## Extracted records
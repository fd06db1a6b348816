use std::fmt;

use url::Url;

use crate::common::{messages, parsing};
use crate::errors::{RequestError, SearchError};
use crate::soap;
use crate::PortMappingEntry;
use crate::PortMappingProtocol;

/// The connection services a gateway may expose port mapping control on.
#[derive(Debug, Clone, Copy, PartialEq, Eq, Hash)]
pub enum ServiceType {
    /// `WANIPConnection:1`, used by routers that hold the WAN address themselves.
    WanIpConnection,
    /// `WANPPPConnection:1`, used by PPP (typically DSL) routers.
    WanPppConnection,
}

impl ServiceType {
    /// The service URN, used as search target and action namespace.
    pub fn urn(self) -> &'static str {
        match self {
            ServiceType::WanIpConnection => "urn:schemas-upnp-org:service:WANIPConnection:1",
            ServiceType::WanPppConnection => "urn:schemas-upnp-org:service:WANPPPConnection:1",
        }
    }
}

impl fmt::Display for ServiceType {
    fn fmt(&self, f: &mut fmt::Formatter) -> fmt::Result {
        f.write_str(self.urn())
    }
}

/// The actions a gateway handle needs from a connection service.
///
/// `ServiceClient` implements this over SOAP. Its namespace is fixed when it is
/// built, so callers never inspect the service type per call.
pub trait ConnectionService: fmt::Debug + Send + Sync {
    /// Invoke `GetExternalIPAddress`.
    fn get_external_ip_address(&self) -> Result<String, RequestError>;

    /// Invoke `AddPortMapping` with the fields of `mapping`.
    fn add_port_mapping(&self, mapping: &PortMappingEntry) -> Result<(), RequestError>;

    /// Invoke `DeletePortMapping`.
    fn delete_port_mapping(
        &self,
        remote_host: &str,
        external_port: u16,
        protocol: PortMappingProtocol,
    ) -> Result<(), RequestError>;

    /// Invoke `GetGenericPortMappingEntry`.
    fn get_generic_port_mapping_entry(&self, index: u32) -> Result<PortMappingEntry, RequestError>;

    /// URL of the device description this service was read from.
    fn location(&self) -> &Url;

    /// The base URL the device advertises for itself.
    fn base_url(&self) -> &Url;

    /// URL actions are posted to.
    fn control_url(&self) -> &Url;

    /// The action namespace of this service.
    fn service_type(&self) -> ServiceType;
}

/// A connection service of one device, reached over SOAP.
#[derive(Debug, Clone, PartialEq, Eq, Hash)]
pub struct ServiceClient {
    location: Url,
    base_url: Url,
    control_url: Url,
    service_type: ServiceType,
}

impl ServiceClient {
    /// Build a client from its parts, without contacting the device.
    pub fn new(location: Url, base_url: Url, control_url: Url, service_type: ServiceType) -> ServiceClient {
        ServiceClient {
            location,
            base_url,
            control_url,
            service_type,
        }
    }

    /// Fetch the device description at `location` and build a client for every
    /// service of `service_type` it lists.
    pub fn from_location(location: &Url, service_type: ServiceType) -> Result<Vec<ServiceClient>, SearchError> {
        let text = fetch_description(location)?;
        Self::from_description(&text, location, service_type)
    }

    pub(crate) fn from_description(
        text: &str,
        location: &Url,
        service_type: ServiceType,
    ) -> Result<Vec<ServiceClient>, SearchError> {
        let description = parsing::parse_description(text.as_bytes(), location)?;
        let clients = description
            .control_urls(service_type.urn())?
            .into_iter()
            .map(|control_url| {
                ServiceClient::new(
                    location.clone(),
                    description.base_url.clone(),
                    control_url,
                    service_type,
                )
            })
            .collect::<Vec<_>>();
        debug!(
            "found {} {} service(s) in description at {}",
            clients.len(),
            service_type,
            location
        );
        Ok(clients)
    }

    fn perform_request(&self, action: &str, body: &str) -> parsing::RequestResult {
        let header = messages::format_action_header(self.service_type.urn(), action);
        debug!("sending {} to {}", action, self.control_url);
        let text = soap::send(self.control_url.as_str(), soap::Action::new(&header), body)?;
        parsing::parse_response(text, &messages::response_name(action))
    }
}

impl ConnectionService for ServiceClient {
    fn get_external_ip_address(&self) -> Result<String, RequestError> {
        let result = self.perform_request(
            messages::GET_EXTERNAL_IP_ACTION,
            &messages::format_get_external_ip_message(self.service_type.urn()),
        );
        parsing::parse_get_external_ip_response(result)
    }

    fn add_port_mapping(&self, mapping: &PortMappingEntry) -> Result<(), RequestError> {
        self.perform_request(
            messages::ADD_PORT_MAPPING_ACTION,
            &messages::format_add_port_mapping_message(self.service_type.urn(), mapping),
        )?;
        Ok(())
    }

    fn delete_port_mapping(
        &self,
        remote_host: &str,
        external_port: u16,
        protocol: PortMappingProtocol,
    ) -> Result<(), RequestError> {
        self.perform_request(
            messages::DELETE_PORT_MAPPING_ACTION,
            &messages::format_delete_port_message(self.service_type.urn(), remote_host, external_port, protocol),
        )?;
        Ok(())
    }

    fn get_generic_port_mapping_entry(&self, index: u32) -> Result<PortMappingEntry, RequestError> {
        let result = self.perform_request(
            messages::GET_GENERIC_PORT_MAPPING_ENTRY_ACTION,
            &messages::format_get_generic_port_mapping_entry_message(self.service_type.urn(), index),
        );
        parsing::parse_get_generic_port_mapping_entry(result)
    }

    fn location(&self) -> &Url {
        &self.location
    }

    fn base_url(&self) -> &Url {
        &self.base_url
    }

    fn control_url(&self) -> &Url {
        &self.control_url
    }

    fn service_type(&self) -> ServiceType {
        self.service_type
    }
}

pub(crate) fn fetch_description(location: &Url) -> Result<String, SearchError> {
    debug!("requesting device description from: {}", location);
    Ok(attohttpc::get(location.as_str()).send()?.text()?)
}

## Required work
Check each line of the records for the word "over", and show the lines that contain it.

## Solution
/// `ServiceClient` implements this over SOAP. Its namespace is fixed when it is
/// A connection service of one device, reached over SOAP.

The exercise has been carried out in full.